First, we’ll spin up an Edge Delta Telemetry Pipeline and configure it to receive OTLP data. While Edge Delta’s Telemetry Pipelines can fully replace the OTel Collector, we’ll keep the Collector running in the demo setup for simplicity and export data to Edge Delta from there:
Next, we’ll add an OTLP Destination node to our pipeline, which supports any OTLP-compatible endpoint across a wide range of downstream platforms. In this case, we’ll configure it to send data to New Relic’s OTLP endpoint. To complete the setup, we’ll include an api-key header for authorization and enable TLS (both of which are required for OTLP ingestion by New Relic).
After saving the configuration, telemetry data will immediately begin flowing into New Relic’s backend:
From here, we can explore traces more deeply, leveraging New Relic’s pre-built dashboards and troubleshooting tools to investigate system behavior. For example, we can see in the trace explorer view that a few of our “GET” requests from the “load-generator” service are experiencing some errors:
We can dive deeper by inspecting the associated log data to learn more about this latency issue. For this particular trace, the logs show that the “GetAds” method is unavailable, causing the ad service to fail its response and delay the full request lifecycle. From here, we can explore logs generated by the method to help us pinpoint the root cause and initiate remediation.
This correlation is only possible because we’re sending metadata with our logs and traces via OTLP — without it, linking log and trace data together would be far more difficult.
Enhance Downstream Analysis with Edge Delta’s Pre-Index Processing
In addition to flexible data routing, Edge Delta also allows us to pre-process our OTLP data before it’s indexed downstream.

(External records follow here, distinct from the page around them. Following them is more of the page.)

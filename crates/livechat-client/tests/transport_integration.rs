//! Integration tests for the WebSocket transport.
//!
//! These tests connect the real transport to a minimal WebSocket server on
//! localhost that answers `request_history` and relays scripted pushes.

#![cfg(feature = "transport")]

use std::time::Duration;

use futures::{SinkExt, StreamExt};
use livechat_client::transport;
use livechat_proto::{
    Envelope, InboundEvent, OutboundEvent, SenderRole,
    events::{RequestHistory, SendMessage},
};
use tokio::{net::TcpListener, sync::mpsc, time::timeout};
use tokio_tungstenite::{accept_async, tungstenite::Message};

/// Start a server that forwards every text frame it receives to the returned
/// receiver and answers history requests with one entry.
async fn start_server() -> (String, mpsc::Receiver<String>) {
    let listener = TcpListener::bind("127.0.0.1:0").await.unwrap();
    let addr = listener.local_addr().unwrap();
    let (seen_tx, seen_rx) = mpsc::channel(16);

    tokio::spawn(async move {
        let (stream, _) = listener.accept().await.unwrap();
        let mut socket = accept_async(stream).await.unwrap();

        while let Some(Ok(frame)) = socket.next().await {
            let Message::Text(text) = frame else { continue };
            if text.contains("request_history") {
                let reply = r#"{"event":"chat_history","data":{"history":[{"message_text":"hi","sender_type":"agent"}]}}"#;
                socket.send(Message::Text(reply.to_string())).await.unwrap();
            }
            if text.contains("\"bye\"") {
                let _ = socket.close(None).await;
                break;
            }
            let _ = seen_tx.send(text).await;
        }
    });

    (format!("ws://{addr}"), seen_rx)
}

async fn next_event(channel: &mut transport::ConnectedChannel) -> InboundEvent {
    timeout(Duration::from_secs(5), channel.from_server.recv())
        .await
        .expect("timed out")
        .expect("channel closed")
        .expect("undecodable frame")
}

#[tokio::test]
async fn connect_reports_connect_first() {
    let (url, _seen) = start_server().await;

    let mut channel = transport::connect(&url, SenderRole::Visitor).await.unwrap();

    assert_eq!(next_event(&mut channel).await, InboundEvent::Connect);
}

#[tokio::test]
async fn connect_fails_without_server() {
    let result = transport::connect("ws://127.0.0.1:1", SenderRole::Visitor).await;

    assert!(result.is_err());
}

#[tokio::test]
async fn outbound_events_use_role_wire_names() {
    let (url, mut seen) = start_server().await;
    let channel = transport::connect(&url, SenderRole::Agent).await.unwrap();

    let send = OutboundEvent::SendMessage(SendMessage {
        message: "hello".into(),
        session_id: Some(7),
        customer_id: Some(42),
    });
    channel.to_server.send(send.clone()).await.unwrap();

    let text = timeout(Duration::from_secs(5), seen.recv()).await.unwrap().unwrap();
    assert_eq!(Envelope::decode_outbound(&text).unwrap(), (SenderRole::Agent, send));
}

#[tokio::test]
async fn history_reply_is_decoded() {
    let (url, _seen) = start_server().await;
    let mut channel = transport::connect(&url, SenderRole::Visitor).await.unwrap();
    assert_eq!(next_event(&mut channel).await, InboundEvent::Connect);

    channel
        .to_server
        .send(OutboundEvent::RequestHistory(RequestHistory::default()))
        .await
        .unwrap();

    let InboundEvent::ChatHistory(history) = next_event(&mut channel).await else {
        panic!("expected chat_history");
    };
    assert_eq!(history.history.len(), 1);
    assert_eq!(history.history[0].message_text, "hi");
}

#[tokio::test]
async fn server_close_reports_disconnect() {
    let (url, _seen) = start_server().await;
    let mut channel = transport::connect(&url, SenderRole::Visitor).await.unwrap();
    assert_eq!(next_event(&mut channel).await, InboundEvent::Connect);

    let bye = OutboundEvent::SendMessage(SendMessage {
        message: "bye".into(),
        session_id: None,
        customer_id: None,
    });
    channel.to_server.send(bye).await.unwrap();

    assert_eq!(next_event(&mut channel).await, InboundEvent::Disconnect);
}
//! UI rendering
//!
//! Rendering functions that convert App state into terminal output using
//! ratatui widgets. All functions are pure (no I/O), taking state and
//! returning widget trees.

mod chat;
mod conversations;
mod details;
mod input;
mod status;

use livechat_app::{App, DetailsPanel, Surface};
use livechat_client::Environment;
use ratatui::{
    Frame,
    layout::{Constraint, Direction, Layout, Rect},
};

pub use status::status_text;

use crate::InputState;

/// Render the entire UI.
pub fn render<E: Environment>(frame: &mut Frame, app: &App<E>, input: &InputState) {
    const MAIN_AREA_MIN_HEIGHT: u16 = 3;
    const INPUT_HEIGHT: u16 = 3;
    const STATUS_HEIGHT: u16 = 1;

    let chunks = Layout::default()
        .direction(Direction::Vertical)
        .constraints([
            Constraint::Min(MAIN_AREA_MIN_HEIGHT),
            Constraint::Length(INPUT_HEIGHT),
            Constraint::Length(STATUS_HEIGHT),
        ])
        .split(frame.area());

    let [main_area, input_area, status_area] = chunks.as_ref() else {
        return;
    };

    match app.surface() {
        Surface::Visitor(widget) => chat::render(frame, widget, " Support Chat ", *main_area),
        Surface::Agent(_) => render_dashboard(frame, app, *main_area),
    }
    input::render(frame, input, *input_area);
    status::render(frame, app, input, *status_area);
}

/// Render the agent dashboard (conversation list + chat + details).
fn render_dashboard<E: Environment>(frame: &mut Frame, app: &App<E>, area: Rect) {
    const SIDEBAR_WIDTH: u16 = 28;
    const CHAT_AREA_MIN_WIDTH: u16 = 20;
    const DETAILS_WIDTH: u16 = 34;

    let Some(dashboard) = app.dashboard() else {
        return;
    };

    let details_width =
        if matches!(dashboard.details(), DetailsPanel::Hidden) { 0 } else { DETAILS_WIDTH };

    let chunks = Layout::default()
        .direction(Direction::Horizontal)
        .constraints([
            Constraint::Length(SIDEBAR_WIDTH),
            Constraint::Min(CHAT_AREA_MIN_WIDTH),
            Constraint::Length(details_width),
        ])
        .split(area);

    let [list_area, chat_area, details_area] = chunks.as_ref() else {
        return;
    };

    conversations::render(frame, dashboard, *list_area);
    chat::render(frame, dashboard.widget(), &chat::agent_title(dashboard), *chat_area);
    if details_width > 0 {
        details::render(frame, dashboard.details(), *details_area);
    }
}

For instance, if we’re struggling to control data ingestion in our New Relic instance, we can easily apply sampling to intelligently reduce log volumes without introducing blind spots. Additionally, we can strengthen downstream analysis by enriching trace spans with custom metadata tags, giving us more context during troubleshooting:
Live Capture lets us preview these transformations in real time by viewing de-serialized data pre- and post-processing, which helps us immediately understand their impact on data quality and cost savings.
Conclusion
OTLP enables data to move freely between tools, eliminating the need for custom exporters or translation layers. By combining the flexibility of OTLP with the control of Edge Delta’s Telemetry Pipelines, teams can unify telemetry workflows, optimize data in-flight, and avoid vendor lock-in, all while improving performance, cost-efficiency, and operational visibility.